Material supplied:
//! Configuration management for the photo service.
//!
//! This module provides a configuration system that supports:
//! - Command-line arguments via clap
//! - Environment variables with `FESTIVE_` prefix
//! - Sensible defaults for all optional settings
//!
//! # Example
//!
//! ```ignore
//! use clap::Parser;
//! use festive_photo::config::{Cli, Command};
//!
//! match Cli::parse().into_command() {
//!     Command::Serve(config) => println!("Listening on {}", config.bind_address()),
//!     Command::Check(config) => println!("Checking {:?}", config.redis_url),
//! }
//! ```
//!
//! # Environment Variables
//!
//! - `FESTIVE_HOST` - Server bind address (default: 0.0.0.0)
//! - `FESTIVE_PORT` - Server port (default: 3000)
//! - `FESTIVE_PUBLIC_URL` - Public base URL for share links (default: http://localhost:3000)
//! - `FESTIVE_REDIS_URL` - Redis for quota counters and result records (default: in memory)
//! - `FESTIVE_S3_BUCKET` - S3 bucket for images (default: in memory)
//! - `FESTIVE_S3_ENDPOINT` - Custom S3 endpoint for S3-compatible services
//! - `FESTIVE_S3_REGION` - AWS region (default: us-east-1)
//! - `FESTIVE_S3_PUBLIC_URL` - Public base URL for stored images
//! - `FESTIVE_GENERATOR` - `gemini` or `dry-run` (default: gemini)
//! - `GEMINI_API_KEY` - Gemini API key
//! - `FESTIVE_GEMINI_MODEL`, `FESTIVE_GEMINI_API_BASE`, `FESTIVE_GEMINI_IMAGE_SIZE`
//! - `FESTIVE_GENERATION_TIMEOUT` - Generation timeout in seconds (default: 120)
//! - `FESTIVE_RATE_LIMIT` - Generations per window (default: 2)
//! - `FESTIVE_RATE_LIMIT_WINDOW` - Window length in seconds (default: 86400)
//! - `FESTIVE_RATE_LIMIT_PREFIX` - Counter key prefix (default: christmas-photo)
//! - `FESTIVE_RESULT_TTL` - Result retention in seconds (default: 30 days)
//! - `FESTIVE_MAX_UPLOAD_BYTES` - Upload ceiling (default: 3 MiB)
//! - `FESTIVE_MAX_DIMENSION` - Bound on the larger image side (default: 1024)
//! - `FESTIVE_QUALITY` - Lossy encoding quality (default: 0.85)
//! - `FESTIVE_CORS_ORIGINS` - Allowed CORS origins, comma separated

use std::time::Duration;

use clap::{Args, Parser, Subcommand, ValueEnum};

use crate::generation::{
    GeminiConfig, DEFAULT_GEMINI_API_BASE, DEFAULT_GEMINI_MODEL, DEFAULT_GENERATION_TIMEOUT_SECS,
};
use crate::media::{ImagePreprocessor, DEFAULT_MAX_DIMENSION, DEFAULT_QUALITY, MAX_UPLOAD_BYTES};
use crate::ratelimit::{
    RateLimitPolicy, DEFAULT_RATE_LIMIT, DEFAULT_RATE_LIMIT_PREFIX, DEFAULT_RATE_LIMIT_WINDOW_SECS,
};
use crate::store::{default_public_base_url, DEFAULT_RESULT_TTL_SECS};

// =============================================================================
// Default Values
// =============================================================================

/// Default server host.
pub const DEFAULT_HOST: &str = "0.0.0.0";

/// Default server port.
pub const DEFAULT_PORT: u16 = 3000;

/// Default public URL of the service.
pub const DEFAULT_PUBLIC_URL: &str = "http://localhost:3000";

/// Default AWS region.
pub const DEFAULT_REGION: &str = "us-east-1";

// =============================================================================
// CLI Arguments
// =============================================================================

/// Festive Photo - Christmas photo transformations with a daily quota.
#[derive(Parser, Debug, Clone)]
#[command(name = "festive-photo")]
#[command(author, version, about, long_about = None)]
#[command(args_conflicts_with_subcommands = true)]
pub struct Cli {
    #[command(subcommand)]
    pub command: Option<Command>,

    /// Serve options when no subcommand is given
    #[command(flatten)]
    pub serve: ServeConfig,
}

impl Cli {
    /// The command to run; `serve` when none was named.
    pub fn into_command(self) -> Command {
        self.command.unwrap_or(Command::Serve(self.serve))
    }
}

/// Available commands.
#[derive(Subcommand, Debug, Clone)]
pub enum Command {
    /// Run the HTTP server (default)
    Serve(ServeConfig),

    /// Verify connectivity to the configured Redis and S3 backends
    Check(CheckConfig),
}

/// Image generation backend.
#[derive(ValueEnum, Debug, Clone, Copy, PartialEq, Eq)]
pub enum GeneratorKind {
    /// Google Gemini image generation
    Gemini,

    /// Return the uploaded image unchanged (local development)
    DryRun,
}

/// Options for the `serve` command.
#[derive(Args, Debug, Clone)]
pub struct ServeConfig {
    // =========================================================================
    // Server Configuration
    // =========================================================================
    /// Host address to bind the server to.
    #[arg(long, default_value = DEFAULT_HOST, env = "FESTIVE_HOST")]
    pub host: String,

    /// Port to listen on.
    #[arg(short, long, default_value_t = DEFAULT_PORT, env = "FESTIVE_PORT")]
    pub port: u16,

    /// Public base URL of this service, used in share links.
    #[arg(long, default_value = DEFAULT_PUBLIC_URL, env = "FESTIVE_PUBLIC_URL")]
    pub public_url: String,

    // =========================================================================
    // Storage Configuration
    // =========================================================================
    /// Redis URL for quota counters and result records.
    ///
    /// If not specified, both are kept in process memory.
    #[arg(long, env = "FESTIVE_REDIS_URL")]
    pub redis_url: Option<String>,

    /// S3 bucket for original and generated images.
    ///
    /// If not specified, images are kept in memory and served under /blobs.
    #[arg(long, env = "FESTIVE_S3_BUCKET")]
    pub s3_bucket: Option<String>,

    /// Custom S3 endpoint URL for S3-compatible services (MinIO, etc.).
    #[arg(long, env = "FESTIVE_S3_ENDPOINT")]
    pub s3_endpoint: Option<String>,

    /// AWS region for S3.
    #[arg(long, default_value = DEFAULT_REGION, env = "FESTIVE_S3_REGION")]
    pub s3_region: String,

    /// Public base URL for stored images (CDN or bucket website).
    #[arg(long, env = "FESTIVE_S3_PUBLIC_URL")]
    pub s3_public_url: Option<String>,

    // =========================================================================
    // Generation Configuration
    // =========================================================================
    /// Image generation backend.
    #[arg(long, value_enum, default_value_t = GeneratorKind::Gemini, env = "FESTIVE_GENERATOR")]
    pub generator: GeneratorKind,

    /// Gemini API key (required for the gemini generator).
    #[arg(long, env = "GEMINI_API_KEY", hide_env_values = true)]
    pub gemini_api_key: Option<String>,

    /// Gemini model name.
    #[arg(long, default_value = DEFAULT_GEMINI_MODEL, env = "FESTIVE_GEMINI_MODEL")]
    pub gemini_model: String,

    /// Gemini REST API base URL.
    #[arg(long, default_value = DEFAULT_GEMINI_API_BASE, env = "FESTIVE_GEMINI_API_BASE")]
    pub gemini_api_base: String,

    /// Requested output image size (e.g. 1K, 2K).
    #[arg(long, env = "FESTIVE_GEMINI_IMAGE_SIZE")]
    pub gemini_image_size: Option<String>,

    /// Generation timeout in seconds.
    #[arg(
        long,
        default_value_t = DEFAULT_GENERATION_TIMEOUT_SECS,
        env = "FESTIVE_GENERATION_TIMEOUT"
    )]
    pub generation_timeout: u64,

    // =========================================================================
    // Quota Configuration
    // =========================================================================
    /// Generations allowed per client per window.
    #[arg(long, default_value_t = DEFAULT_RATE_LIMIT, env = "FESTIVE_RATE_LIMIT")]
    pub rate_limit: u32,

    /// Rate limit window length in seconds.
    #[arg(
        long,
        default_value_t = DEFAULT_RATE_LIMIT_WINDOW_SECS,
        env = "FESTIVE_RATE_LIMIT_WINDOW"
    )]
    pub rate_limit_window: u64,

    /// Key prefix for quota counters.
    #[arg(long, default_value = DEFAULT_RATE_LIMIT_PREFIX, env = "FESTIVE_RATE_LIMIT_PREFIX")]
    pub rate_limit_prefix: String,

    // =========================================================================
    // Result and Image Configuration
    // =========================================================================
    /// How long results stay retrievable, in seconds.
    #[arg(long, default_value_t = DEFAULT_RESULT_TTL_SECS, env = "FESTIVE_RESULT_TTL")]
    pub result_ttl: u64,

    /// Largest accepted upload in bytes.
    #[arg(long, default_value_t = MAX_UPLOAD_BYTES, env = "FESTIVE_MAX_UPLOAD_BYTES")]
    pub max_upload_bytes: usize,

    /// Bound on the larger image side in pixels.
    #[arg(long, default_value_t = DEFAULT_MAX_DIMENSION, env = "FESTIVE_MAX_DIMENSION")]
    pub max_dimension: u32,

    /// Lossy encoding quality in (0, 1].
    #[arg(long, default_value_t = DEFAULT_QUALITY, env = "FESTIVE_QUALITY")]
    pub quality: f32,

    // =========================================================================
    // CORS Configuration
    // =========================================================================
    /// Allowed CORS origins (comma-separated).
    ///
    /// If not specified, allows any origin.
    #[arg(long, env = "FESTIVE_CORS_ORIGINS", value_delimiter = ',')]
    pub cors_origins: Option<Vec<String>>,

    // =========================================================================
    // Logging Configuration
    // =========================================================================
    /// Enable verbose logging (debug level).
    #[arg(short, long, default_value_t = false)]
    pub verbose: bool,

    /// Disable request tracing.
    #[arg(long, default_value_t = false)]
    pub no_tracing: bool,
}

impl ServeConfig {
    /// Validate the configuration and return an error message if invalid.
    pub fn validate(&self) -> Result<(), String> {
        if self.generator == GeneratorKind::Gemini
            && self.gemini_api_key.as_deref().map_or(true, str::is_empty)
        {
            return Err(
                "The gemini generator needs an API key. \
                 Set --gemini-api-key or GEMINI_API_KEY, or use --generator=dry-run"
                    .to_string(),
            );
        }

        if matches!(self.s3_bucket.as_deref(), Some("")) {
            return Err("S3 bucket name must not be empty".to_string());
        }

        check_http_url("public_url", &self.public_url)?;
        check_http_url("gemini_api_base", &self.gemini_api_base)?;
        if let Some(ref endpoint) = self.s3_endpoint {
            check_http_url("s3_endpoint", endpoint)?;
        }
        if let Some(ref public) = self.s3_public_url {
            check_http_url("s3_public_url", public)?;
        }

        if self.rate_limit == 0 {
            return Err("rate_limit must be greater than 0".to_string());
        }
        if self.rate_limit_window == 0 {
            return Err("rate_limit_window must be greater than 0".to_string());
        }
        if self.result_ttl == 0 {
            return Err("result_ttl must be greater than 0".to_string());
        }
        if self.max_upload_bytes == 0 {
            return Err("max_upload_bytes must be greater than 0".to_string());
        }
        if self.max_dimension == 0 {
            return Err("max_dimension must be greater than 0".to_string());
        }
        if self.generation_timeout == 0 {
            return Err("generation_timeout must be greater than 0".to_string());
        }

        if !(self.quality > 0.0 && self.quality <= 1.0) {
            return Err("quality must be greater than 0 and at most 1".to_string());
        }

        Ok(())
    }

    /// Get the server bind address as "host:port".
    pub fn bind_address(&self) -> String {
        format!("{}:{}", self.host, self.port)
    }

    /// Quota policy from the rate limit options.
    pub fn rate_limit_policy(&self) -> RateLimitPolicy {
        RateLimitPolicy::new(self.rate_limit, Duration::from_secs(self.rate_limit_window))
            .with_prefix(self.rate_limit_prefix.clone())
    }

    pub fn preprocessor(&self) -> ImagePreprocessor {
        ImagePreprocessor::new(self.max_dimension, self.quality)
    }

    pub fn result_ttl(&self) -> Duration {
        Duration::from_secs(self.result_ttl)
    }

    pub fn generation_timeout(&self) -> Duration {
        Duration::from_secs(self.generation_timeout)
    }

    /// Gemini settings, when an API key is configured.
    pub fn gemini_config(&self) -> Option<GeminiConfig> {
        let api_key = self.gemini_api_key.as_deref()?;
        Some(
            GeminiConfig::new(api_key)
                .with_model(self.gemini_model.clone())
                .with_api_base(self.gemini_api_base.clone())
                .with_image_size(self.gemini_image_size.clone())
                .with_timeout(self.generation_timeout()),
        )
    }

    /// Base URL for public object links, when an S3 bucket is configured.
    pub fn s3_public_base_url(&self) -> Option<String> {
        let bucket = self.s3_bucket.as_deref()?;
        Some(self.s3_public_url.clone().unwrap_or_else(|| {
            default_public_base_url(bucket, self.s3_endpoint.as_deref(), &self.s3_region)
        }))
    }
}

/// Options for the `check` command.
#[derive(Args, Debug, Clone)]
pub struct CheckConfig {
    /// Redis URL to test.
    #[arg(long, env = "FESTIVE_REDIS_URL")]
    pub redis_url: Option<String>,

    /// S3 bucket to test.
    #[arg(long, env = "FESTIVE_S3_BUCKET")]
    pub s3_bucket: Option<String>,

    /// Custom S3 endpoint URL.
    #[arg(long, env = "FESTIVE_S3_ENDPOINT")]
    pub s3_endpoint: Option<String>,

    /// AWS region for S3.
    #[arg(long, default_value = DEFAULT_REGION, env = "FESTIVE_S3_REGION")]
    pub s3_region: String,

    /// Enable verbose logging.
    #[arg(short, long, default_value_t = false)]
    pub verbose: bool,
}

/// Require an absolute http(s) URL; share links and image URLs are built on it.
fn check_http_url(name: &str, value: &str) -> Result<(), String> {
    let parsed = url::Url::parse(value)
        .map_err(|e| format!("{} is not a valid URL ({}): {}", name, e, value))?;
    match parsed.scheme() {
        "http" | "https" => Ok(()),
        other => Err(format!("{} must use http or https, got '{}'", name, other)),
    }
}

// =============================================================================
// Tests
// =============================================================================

Task instructions: Only the count, nothing else: how many lines of the records hold the word "parsed"?

Exercise solution: 2